De plus, l’adoption du code minier de 2023 sans véritable consultation des communautés affectées, des défenseur·e·x·s des droits humains et de la société civile exacerbe ces problèmes en renforçant l’opacité. Les expert·e·x·s de l’ONU ont exhorté le gouvernement camerounais à veiller à l’application de l’interdiction du mercure, à garantir la transparence dans l’octroi des licences et la surveillance des activités minières, à fournir des soins de santé accessibles aux communautés exposées et à renforcer la protection et le soutien aux défenseur·e·x·s des droits humains environnementaux.

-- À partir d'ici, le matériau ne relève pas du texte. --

//! The parsed tree abstraction consumed by the decoder.
//!
//! Decoding never touches raw markup: every entry point funnels into
//! [`parse_str`], which materializes the document as an [`Element`] tree and
//! hands that tree to the decoder. The parser is deliberately hardened:
//!
//! - any `<!DOCTYPE ...>` declaration is rejected outright (which also
//!   forecloses internal entity declarations),
//! - external entities are never resolved,
//! - an unrecognized entity reference fails the parse instead of expanding.
//!
//! These properties are not configurable.

use std::fmt;
use std::fs;
use std::io::Read;
use std::path::Path;

use quick_xml::Reader;
use quick_xml::events::Event;

// -----------------------------------------------------------------------------
// Element

/// One element node of a parsed document.
///
/// An `Element` carries its tag name as written (possibly namespace
/// qualified), the concatenation of its direct character data, and its child
/// elements in document order.
///
/// # Example
///
/// ```
/// use xmlbind::tree;
///
/// let root = tree::parse_str("<cfg><retries> 3 </retries></cfg>")?;
/// assert_eq!(root.name(), "cfg");
/// assert_eq!(root.child("retries").unwrap().text().trim(), "3");
/// # Ok::<(), xmlbind::tree::SourceError>(())
/// ```
#[derive(Clone, Debug, Default, PartialEq, Eq)]
pub struct Element {
    name: String,
    text: String,
    children: Vec<Element>,
}

impl Element {
    /// Create an element with the given tag name and no content.
    pub fn new(name: impl Into<String>) -> Self {
        Self {
            name: name.into(),
            text: String::new(),
            children: Vec::new(),
        }
    }

    /// Builder-style helper setting the text content.
    #[must_use]
    pub fn with_text(mut self, text: impl Into<String>) -> Self {
        self.text = text.into();
        self
    }

    /// Builder-style helper appending a child element.
    #[must_use]
    pub fn with_child(mut self, child: Element) -> Self {
        self.children.push(child);
        self
    }

    /// The tag name as written in the document, prefix included.
    #[inline]
    pub fn name(&self) -> &str {
        &self.name
    }

    /// The tag name with any namespace prefix stripped.
    #[inline]
    pub fn local_name(&self) -> &str {
        match self.name.rsplit_once(':') {
            Some((_, local)) => local,
            None => &self.name,
        }
    }

    /// The element's direct character data, untrimmed.
    ///
    /// Whitespace handling is the converter's concern, not the tree's.
    #[inline]
    pub fn text(&self) -> &str {
        &self.text
    }

    /// Child elements in document order.
    #[inline]
    pub fn children(&self) -> &[Element] {
        &self.children
    }

    /// Whether this element answers to `name`, by tag name or local name.
    #[inline]
    pub fn matches(&self, name: &str) -> bool {
        self.name == name || self.local_name() == name
    }

    /// The *first* child whose tag name or local name equals `name`.
    ///
    /// Singular field lookup deliberately ignores any later siblings with the
    /// same name.
    pub fn child(&self, name: &str) -> Option<&Element> {
        self.children.iter().find(|child| child.matches(name))
    }

    /// All children whose tag name or local name equals `name`, in document
    /// order.
    pub fn children_named(&self, name: &str) -> impl Iterator<Item = &Element> {
        self.children.iter().filter(move |child| child.matches(name))
    }

    fn push_text(&mut self, text: &str) {
        self.text.push_str(text);
    }
}

// -----------------------------------------------------------------------------
// SourceError

/// Failure to obtain or parse an input document.
///
/// Raised before any decoding takes place; decode-time failures use
/// [`DecodeError`](crate::decode::DecodeError) instead.
#[derive(Debug)]
pub enum SourceError {
    /// The underlying stream or file could not be read.
    Io(std::io::Error),
    /// The document is not well-formed markup.
    Syntax(quick_xml::Error),
    /// The document carries a `<!DOCTYPE ...>` declaration.
    ///
    /// Doctype declarations (and with them, entity declarations) are
    /// rejected unconditionally.
    ForbiddenDoctype,
    /// The document ended without a root element.
    NoRootElement,
    /// A closing tag appeared without a matching open element.
    UnbalancedTag { name: String },
}

impl fmt::Display for SourceError {
    fn fmt(&self, f: &mut fmt::Formatter<'_>) -> fmt::Result {
        match self {
            Self::Io(err) => write!(f, "cannot read document source: {err}"),
            Self::Syntax(err) => write!(f, "malformed document: {err}"),
            Self::ForbiddenDoctype => {
                write!(f, "document carries a DOCTYPE declaration, which is not allowed")
            }
            Self::NoRootElement => write!(f, "document has no root element"),
            Self::UnbalancedTag { name } => {
                write!(f, "closing tag `{name}` without a matching open element")
            }
        }
    }
}

impl std::error::Error for SourceError {
    fn source(&self) -> Option<&(dyn std::error::Error + 'static)> {
        match self {
            Self::Io(err) => Some(err),
            Self::Syntax(err) => Some(err),
            _ => None,
        }
    }
}

impl From<std::io::Error> for SourceError {
    #[inline]
    fn from(err: std::io::Error) -> Self {
        Self::Io(err)
    }
}

impl From<quick_xml::Error> for SourceError {
    #[inline]
    fn from(err: quick_xml::Error) -> Self {
        Self::Syntax(err)
    }
}

// -----------------------------------------------------------------------------
// Parsing

/// Parse a document held in memory into its root [`Element`].
pub fn parse_str(xml: &str) -> Result<Element, SourceError> {
    let mut reader = Reader::from_str(xml);

    // Open elements, innermost last. The finished root lands in `root`.
    let mut stack: Vec<Element> = Vec::new();
    let mut root: Option<Element> = None;

    loop {
        match reader.read_event()? {
            Event::DocType(_) => return Err(SourceError::ForbiddenDoctype),
            Event::Start(start) => {
                stack.push(Element::new(name_of(start.name().as_ref())));
            }
            Event::Empty(start) => {
                let element = Element::new(name_of(start.name().as_ref()));
                attach(element, &mut stack, &mut root);
            }
            Event::End(end) => {
                let Some(element) = stack.pop() else {
                    return Err(SourceError::UnbalancedTag {
                        name: name_of(end.name().as_ref()),
                    });
                };
                attach(element, &mut stack, &mut root);
            }
            Event::Text(text) => {
                let text = text
                    .unescape()
                    .map_err(|err| SourceError::Syntax(err.into()))?;
                if let Some(open) = stack.last_mut() {
                    open.push_text(&text);
                }
            }
            Event::CData(cdata) => {
                let bytes = cdata.into_inner();
                if let Some(open) = stack.last_mut() {
                    open.push_text(&String::from_utf8_lossy(&bytes));
                }
            }
            Event::Decl(_) | Event::Comment(_) | Event::PI(_) => {}
            Event::Eof => break,
        }
    }

    root.ok_or(SourceError::NoRootElement)
}

/// Parse a document from an arbitrary reader.
///
/// The stream is drained eagerly; parsing is never incremental.
pub fn parse_reader<R: Read>(mut reader: R) -> Result<Element, SourceError> {
    let mut xml = String::new();
    reader.read_to_string(&mut xml)?;
    parse_str(&xml)
}

/// Parse a document stored at `path`.
pub fn parse_path(path: impl AsRef<Path>) -> Result<Element, SourceError> {
    let xml = fs::read_to_string(path)?;
    parse_str(&xml)
}

fn name_of(raw: &[u8]) -> String {
    String::from_utf8_lossy(raw).into_owned()
}

fn attach(element: Element, stack: &mut Vec<Element>, root: &mut Option<Element>) {
    match stack.last_mut() {
        Some(parent) => parent.children.push(element),
        // Only the first top-level element becomes the root.
        None => {
            if root.is_none() {
                *root = Some(element);
            }
        }
    }
}

// -----------------------------------------------------------------------------
// Tests

#[cfg(test)]
mod tests {
    use super::*;

    #[test]
    fn nested_structure_and_document_order() {
        let root = parse_str(
            "<settings>\
                <a>1</a>\
                <b><inner>x</inner></b>\
                <a>2</a>\
             </settings>",
        )
        .unwrap();

        assert_eq!(root.name(), "settings");
        assert_eq!(root.children().len(), 3);
        assert_eq!(root.children()[0].text(), "1");
        assert_eq!(root.children()[1].child("inner").unwrap().text(), "x");

        // Singular lookup returns the first match only.
        assert_eq!(root.child("a").unwrap().text(), "1");

        let all: Vec<_> = root.children_named("a").map(Element::text).collect();
        assert_eq!(all, ["1", "2"]);
    }

    #[test]
    fn local_name_matching_with_prefixes() {
        let root = parse_str("<c:cfg><c:retries>7</c:retries></c:cfg>").unwrap();
        assert_eq!(root.name(), "c:cfg");
        assert_eq!(root.local_name(), "cfg");
        assert!(root.matches("cfg"));
        assert_eq!(root.child("retries").unwrap().text(), "7");
    }

    #[test]
    fn empty_elements_and_cdata() {
        let root = parse_str("<r><flag/><raw><![CDATA[a < b]]></raw></r>").unwrap();
        assert_eq!(root.child("flag").unwrap().text(), "");
        assert_eq!(root.child("raw").unwrap().text(), "a < b");
    }

    #[test]
    fn text_is_kept_untrimmed() {
        let root = parse_str("<r><v>  42  </v></r>").unwrap();
        assert_eq!(root.child("v").unwrap().text(), "  42  ");
    }

    #[test]
    fn predefined_entities_resolve() {
        let root = parse_str("<r><v>a &amp; b</v></r>").unwrap();
        assert_eq!(root.child("v").unwrap().text(), "a & b");
    }

    #[test]
    fn doctype_is_rejected() {
        let err = parse_str("<!DOCTYPE r [<!ENTITY xxe SYSTEM \"file:///etc/passwd\">]><r/>")
            .unwrap_err();
        assert!(matches!(err, SourceError::ForbiddenDoctype));
    }

    #[test]
    fn unknown_entity_reference_fails_instead_of_expanding() {
        assert!(parse_str("<r><v>&xxe;</v></r>").is_err());
    }

    #[test]
    fn missing_root_is_an_error() {
        assert!(matches!(
            parse_str("<?xml version=\"1.0\"?>"),
            Err(SourceError::NoRootElement)
        ));
    }

    #[test]
    fn malformed_markup_is_an_error() {
        assert!(parse_str("<r><open></r>").is_err());
    }
}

Les communications soulignent également les responsabilités des entreprises opérant dans le secteur aurifère camerounais en vertu des Principes directeurs des Nations Unies relatifs aux entreprises et aux droits humains. Les entreprises sont tenues d’exercer une diligence raisonnable rigoureuse en matière de droits humains afin d’identifier, de prévenir et d’atténuer les impacts négatifs, en particulier ceux liés aux pratiques environnementales dangereuses impliquant du mercure et d’autres substances toxiques.
En outre, les Procédures Spéciales exhortent le gouvernement camerounais à mettre en place et à renforcer des mécanismes judiciaires et extrajudiciaires efficaces permettant aux communautés affectées d’accéder à la justice et d’obtenir réparation pour les dommages causés par la négligence ou la mauvaise conduite des entreprises.
Ces communications amplifient les demandes de longue date de la part des organisations de la société civile camerounaise en matière de responsabilité, soulignant le besoin urgent de démanteler les obstacles auxquels sont confronté·e·x·s les défenseur·e·x·s des droits humains et de donner la priorité aux droits humains et environnementaux plutôt qu’aux intérêts des entreprises.